JARDIM SÃO PAULO E A COMUNIDADE PLANETA DOS MACACOS
IDENTIDADE, HISTÓRIAS FEMININAS E RESISTÊNCIAS PERIFÉRICAS NO RECIFE
Resumo
O presente artigo tem como objetivo realizar uma análise reflexiva sobre a história do bairro Jardim São Paulo, localizado na cidade do Recife, abordando também os processos de estruturação, inserção, construção identitária e resistência na comunidade Planeta dos Macacos, pertencente ao mesmo bairro. A pesquisa tem como ponto de partida o projeto de extensão universitária em andamento ‘Elas Contam: as vozes do empoderamento feminino na comunidade’, sob a coordenação do Prof. Dr. Luiz Carlos Luz Marques, em parceria com a Universidade Católica de Pernambuco (UNICAP) e a EREM Professor Trajano de Mendonça, no qual são trabalhadas e valorizadas a oralidade, a memória e as histórias das mulheres que residem no bairro Jardim São Paulo. Ademais, o artigo se fundamenta na dissertação ‘Do Convento a um Barraco na Planeta dos Macacos’, de Severina Madalena da Silva, que analisa de forma aprofundada a origem da comunidade Planeta dos Macacos a partir da cheia de 1975, relacionando diversos fatores à sua história, sendo eles religiosos, socioeconômicos e de resistência dentro da periferia, os quais também serão abordados neste artigo. Dessa forma, o artigo se constitui em mais uma ferramenta de aprendizado e reflexão sobre os contextos históricos e plurais nos quais as comunidades brasileiras, em especial a Planeta dos Macacos, emergiram, atravessando complexidades e mecanismos de sobrevivência em meio às diversas dificuldades sociais e estruturais.

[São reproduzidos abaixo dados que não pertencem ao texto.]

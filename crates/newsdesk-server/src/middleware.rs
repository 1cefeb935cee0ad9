use std::{
    sync::Arc,
    time::{Duration, Instant},
};

use axum::{
    extract::{Request, State},
    http::{HeaderValue, StatusCode},
    middleware::Next,
    response::{IntoResponse, Response},
    Json,
};
use serde::Serialize;
use tokio::sync::Mutex;
use uuid::Uuid;

/// Newtype wrapping a request ID string, stored as a request extension.
#[derive(Debug, Clone)]
pub struct RequestId(pub String);

#[derive(Debug, Clone)]
struct RateLimitWindow {
    started_at: Instant,
    count: usize,
}

/// Fixed-window limiter shared by every API route.
#[derive(Debug, Clone)]
pub struct RateLimitState {
    max_requests: usize,
    window: Duration,
    state: Arc<Mutex<RateLimitWindow>>,
}

impl RateLimitState {
    #[must_use]
    pub fn new(max_requests: usize, window: Duration) -> Self {
        Self {
            max_requests,
            window,
            state: Arc::new(Mutex::new(RateLimitWindow {
                started_at: Instant::now(),
                count: 0,
            })),
        }
    }
}

#[derive(Debug, Serialize)]
struct MiddlewareErrorBody {
    error: MiddlewareError,
}

#[derive(Debug, Serialize)]
struct MiddlewareError {
    code: &'static str,
    message: &'static str,
}

/// Axum middleware that extracts or generates a request ID.
///
/// If the incoming request has an `x-request-id` header, that value is used.
/// Otherwise a new `UUIDv4` is generated. The ID is:
/// - Inserted into request extensions as [`RequestId`]
/// - Set on the response as the `x-request-id` header
pub async fn request_id(mut req: Request, next: Next) -> Response {
    let id = req
        .headers()
        .get("x-request-id")
        .and_then(|v| v.to_str().ok())
        .filter(|v| !v.trim().is_empty())
        .map_or_else(|| Uuid::new_v4().to_string(), String::from);

    req.extensions_mut().insert(RequestId(id.clone()));

    let mut res = next.run(req).await;

    if let Ok(val) = HeaderValue::from_str(&id) {
        res.headers_mut().insert("x-request-id", val);
    }

    res
}

/// Middleware enforcing a fixed request-per-window limit.
pub async fn enforce_rate_limit(
    State(rate_limit): State<RateLimitState>,
    req: Request,
    next: Next,
) -> Response {
    let mut window = rate_limit.state.lock().await;

    if window.started_at.elapsed() >= rate_limit.window {
        window.started_at = Instant::now();
        window.count = 0;
    }

    if window.count >= rate_limit.max_requests {
        tracing::warn!(
            limit = rate_limit.max_requests,
            window_secs = rate_limit.window.as_secs(),
            "rate limit exceeded"
        );
        return (
            StatusCode::TOO_MANY_REQUESTS,
            Json(MiddlewareErrorBody {
                error: MiddlewareError {
                    code: "rate_limited",
                    message: "rate limit exceeded",
                },
            }),
        )
            .into_response();
    }

    window.count += 1;
    drop(window);

    next.run(req).await
}

#[cfg(test)]
mod tests {
    use axum::{body::Body, http::Request as HttpRequest, routing::get, Router};
    use tower::ServiceExt;

    use super::*;

    fn limited_app(max_requests: usize) -> Router {
        Router::new()
            .route("/ping", get(|| async { "pong" }))
            .layer(axum::middleware::from_fn_with_state(
                RateLimitState::new(max_requests, Duration::from_secs(60)),
                enforce_rate_limit,
            ))
            .layer(axum::middleware::from_fn(request_id))
    }

    fn ping() -> HttpRequest<Body> {
        HttpRequest::builder()
            .uri("/ping")
            .body(Body::empty())
            .expect("request")
    }

    #[tokio::test]
    async fn requests_beyond_the_window_limit_are_rejected() {
        let app = limited_app(2);

        for _ in 0..2 {
            let res = app.clone().oneshot(ping()).await.expect("response");
            assert_eq!(res.status(), StatusCode::OK);
        }
        let res = app.oneshot(ping()).await.expect("response");
        assert_eq!(res.status(), StatusCode::TOO_MANY_REQUESTS);
    }

    #[tokio::test]
    async fn request_id_is_echoed_when_supplied() {
        let req = HttpRequest::builder()
            .uri("/ping")
            .header("x-request-id", "req-123")
            .body(Body::empty())
            .expect("request");

        let res = limited_app(10).oneshot(req).await.expect("response");
        assert_eq!(
            res.headers().get("x-request-id").and_then(|v| v.to_str().ok()),
            Some("req-123")
        );
    }

    #[tokio::test]
    async fn request_id_is_generated_when_missing() {
        let res = limited_app(10).oneshot(ping()).await.expect("response");
        let id = res
            .headers()
            .get("x-request-id")
            .and_then(|v| v.to_str().ok())
            .expect("generated id");
        assert!(Uuid::parse_str(id).is_ok());
    }
}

Além disso, o artigo dialoga com o projeto ‘Elas Contam’ no que se refere ao compromisso de reafirmar a importância da escuta de histórias, especialmente aquelas protagonizadas por mulheres, que contribuem para a preservação da memória e se tornam símbolos de resistência para a comunidade. Portanto, a história do bairro Jardim São Paulo traz consigo diversas contribuições para a construção da identidade histórica da cidade do Recife, revelando a necessidade de reconhecer um outro lado do imaginário periférico, historicamente construído a partir de estereótipos sistemáticos.